Russie: la cour suprême réduit la peine de Mikhaïl Khodorkovski

La cour suprême russe a réduit en dernière instance de deux mois la peine de 11 ans de prison de Mikhaïl Khodorkovski, l'ex-patron du pétrolier Ioukos. L'homme, contradicteur du Kremlin, est incarcéré depuis 2003.

Mikhaïl Khodorkovski s'est livré mardi lors de l'audience à une violente diatribe contre les procès "honteux" et politiquement motivés en Russie.

Profitant de ce nouveau procès, M. Khodorkovski a violemment critiqué l'utilisation des forces de l'ordre russes pour lutter contre les opposants du régime.

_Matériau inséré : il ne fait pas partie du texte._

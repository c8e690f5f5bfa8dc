use thiserror::Error;

#[derive(Debug, Error)]
pub enum Error {
    #[error("invalid slack configuration: {message}")]
    Config { message: String },

    #[error("failed to resolve slack credentials: {message}")]
    Credentials { message: String },

    #[error("failed to encode image: {message}")]
    Encode { message: String },

    /// Non-2xx HTTP status. The body is not inspected.
    #[error("API call failed with status '{status}'")]
    Transport { status: reqwest::StatusCode },

    #[error("failed to execute HTTP request: {0}")]
    Http(#[from] reqwest::Error),

    /// The API answered `{"ok": false, "error": <code>}`.
    #[error("API returned an error: {code}")]
    Api { code: String },

    #[error("cannot determine uploaded asset location")]
    MissingAsset,

    /// Raised by the multipart producer while streaming an upload body.
    #[error("there was a problem writing the upload body: {context}: {source}")]
    Upload {
        context: String,
        #[source]
        source: std::io::Error,
    },

    #[error("failed to broadcast message: {source}")]
    Broadcast {
        #[source]
        source: Box<Error>,
    },

    #[error("upload cancelled before it started")]
    Cancelled,

    #[error("upload task failed: {0}")]
    Task(#[from] tokio::task::JoinError),

    #[error(transparent)]
    Json(#[from] serde_json::Error),
}

impl Error {
    #[must_use]
    pub fn config(message: impl Into<String>) -> Self {
        Self::Config {
            message: message.into(),
        }
    }

    #[must_use]
    pub fn credentials(message: impl Into<String>) -> Self {
        Self::Credentials {
            message: message.into(),
        }
    }

    #[must_use]
    pub fn encode(message: impl std::fmt::Display) -> Self {
        Self::Encode {
            message: message.to_string(),
        }
    }

    #[must_use]
    pub fn api(code: impl Into<String>) -> Self {
        Self::Api { code: code.into() }
    }

    #[must_use]
    pub fn upload(context: impl Into<String>, source: std::io::Error) -> Self {
        Self::Upload {
            context: context.into(),
            source,
        }
    }

    #[must_use]
    pub fn broadcast(source: Self) -> Self {
        Self::Broadcast {
            source: Box::new(source),
        }
    }

    /// Remote error code, if this error (or the one it wraps) came from an
    /// `ok: false` envelope.
    #[must_use]
    pub fn api_code(&self) -> Option<&str> {
        match self {
            Self::Api { code } => Some(code),
            Self::Broadcast { source } => source.api_code(),
            _ => None,
        }
    }
}

impl From<Error> for broadcaster_channels::Error {
    fn from(err: Error) -> Self {
        Self::external("slack", err)
    }
}

pub type Result<T> = std::result::Result<T, Error>;

#[cfg(test)]
mod tests {
    use super::*;

    #[test]
    fn api_code_sees_through_broadcast_wrapper() {
        let err = Error::broadcast(Error::api("invalid_auth"));
        assert_eq!(err.api_code(), Some("invalid_auth"));
        assert!(err.to_string().starts_with("failed to broadcast message: "));
    }

    #[test]
    fn transport_error_carries_status_line() {
        let err = Error::Transport {
            status: reqwest::StatusCode::BAD_GATEWAY,
        };
        assert_eq!(err.to_string(), "API call failed with status '502 Bad Gateway'");
        assert_eq!(err.api_code(), None);
    }
}
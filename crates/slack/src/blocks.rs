//! Block Kit display blocks.

use serde::{Serialize, Serializer};

/// Text formatting understood by Slack text objects.
#[derive(Debug, Clone, Copy, Default, PartialEq, Eq, Serialize)]
#[serde(rename_all = "snake_case")]
pub enum TextFormat {
    #[default]
    Mrkdwn,
    PlainText,
}

#[derive(Debug, Clone, PartialEq, Eq)]
pub struct TextBlock {
    pub format: TextFormat,
    pub text: String,
}

#[derive(Debug, Clone, PartialEq, Eq)]
pub struct ImageBlock {
    pub url: String,
    pub alt_text: String,
}

/// One unit of message layout. Serializes to a Slack `section` block.
#[derive(Debug, Clone, PartialEq, Eq)]
pub enum DisplayBlock {
    Text(TextBlock),
    Image(ImageBlock),
}

impl DisplayBlock {
    pub fn mrkdwn(text: impl Into<String>) -> Self {
        Self::Text(TextBlock {
            format: TextFormat::Mrkdwn,
            text: text.into(),
        })
    }

    pub fn image(url: impl Into<String>, alt_text: impl Into<String>) -> Self {
        Self::Image(ImageBlock {
            url: url.into(),
            alt_text: alt_text.into(),
        })
    }
}

// ── Wire shapes ─────────────────────────────────────────────────────────────

#[derive(Serialize)]
struct Section<'a> {
    #[serde(rename = "type")]
    kind: &'static str,
    #[serde(skip_serializing_if = "Option::is_none")]
    text: Option<TextObject<'a>>,
    #[serde(skip_serializing_if = "Option::is_none")]
    accessory: Option<ImageElement<'a>>,
}

#[derive(Serialize)]
struct TextObject<'a> {
    #[serde(rename = "type")]
    kind: TextFormat,
    text: &'a str,
}

#[derive(Serialize)]
struct ImageElement<'a> {
    #[serde(rename = "type")]
    kind: &'static str,
    image_url: &'a str,
    #[serde(skip_serializing_if = "str::is_empty")]
    alt_text: &'a str,
}

impl Serialize for DisplayBlock {
    fn serialize<S: Serializer>(&self, serializer: S) -> Result<S::Ok, S::Error> {
        let section = match self {
            Self::Text(block) => Section {
                kind: "section",
                text: Some(TextObject {
                    kind: block.format,
                    text: &block.text,
                }),
                accessory: None,
            },
            Self::Image(block) => Section {
                kind: "section",
                text: None,
                accessory: Some(ImageElement {
                    kind: "image",
                    image_url: &block.url,
                    alt_text: &block.alt_text,
                }),
            },
        };
        section.serialize(serializer)
    }
}

#[allow(clippy::unwrap_used, clippy::expect_used)]
#[cfg(test)]
mod tests {
    use super::*;

    #[test]
    fn text_block_wire_shape() {
        let json = serde_json::to_string(&DisplayBlock::mrkdwn("Testing")).unwrap();
        assert_eq!(
            json,
            r#"{"type":"section","text":{"type":"mrkdwn","text":"Testing"}}"#
        );
    }

    #[test]
    fn plain_text_format_name() {
        let block = DisplayBlock::Text(TextBlock {
            format: TextFormat::PlainText,
            text: "x".into(),
        });
        let json = serde_json::to_string(&block).unwrap();
        assert!(json.contains(r#""type":"plain_text""#));
    }

    #[test]
    fn image_block_wire_shape() {
        let json = serde_json::to_string(&DisplayBlock::image(
            "https://files.slack.com/files-pri/testing.jpg",
            "alt text",
        ))
        .unwrap();
        assert_eq!(
            json,
            r#"{"type":"section","accessory":{"type":"image","image_url":"https://files.slack.com/files-pri/testing.jpg","alt_text":"alt text"}}"#
        );
    }

    #[test]
    fn empty_alt_text_is_omitted() {
        let json = serde_json::to_string(&DisplayBlock::image("https://x/y.png", "")).unwrap();
        assert!(!json.contains("alt_text"));
        assert!(!json.contains("null"));
    }
}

"Depuis l'affaire Ioukos, le parquet et le comité d'enquête sont devenus avec la télévision les principaux instruments de la politique intérieure", a-t-il lancé.

Escroquerie et fraude fiscale

Sa défense a demandé à la cour suprême d'annuler les précédentes décisions de justice comme "infondées et illégales" et de le "libérer immédiatement".

L'ancien dirigeant du géant pétrolier russe Ioukos, et son associé Platon Lebedev, détenus depuis 2003, avaient été condamnés, en 2005, pour escroquerie et fraude fiscale à huit ans de camp.

Cette peine a été portée à 14 ans en décembre 2010 à l'issue d'un second procès pour vol de pétrole et blanchiment de 23,5 milliards de dollars, un total ensuite réduit de deux ans en appel, ce qui devait les maintenir en détention jusqu'en 2014.

Victoire symbolique

A la fin juillet, l'ex-magnat du pétrole a remporté une victoire symbolique contre Moscou à la Cour européenne des droits de l'homme (CEDH), son premier procès ayant été jugé "inéquitable" par les juges de Strasbourg. La CEDH n'a toutefois pas reconnu la motivation politique de cette condamnation.

Avant son arrestation, M. Khodorkovski, outre un lobbying intense des intérêts de Ioukos au Parlement, finançait l'opposition russe et une puissante fondation dédiée au développement de la société civile.

Ses ennuis judiciaires avaient coïncidé avec la volonté affichée par Vladimir Poutine, arrivé au pouvoir en 2000, de mettre au pas les "oligarques" très influents au Kremlin dans les dernières années de la présidence de son prédécesseur Boris Eltsine.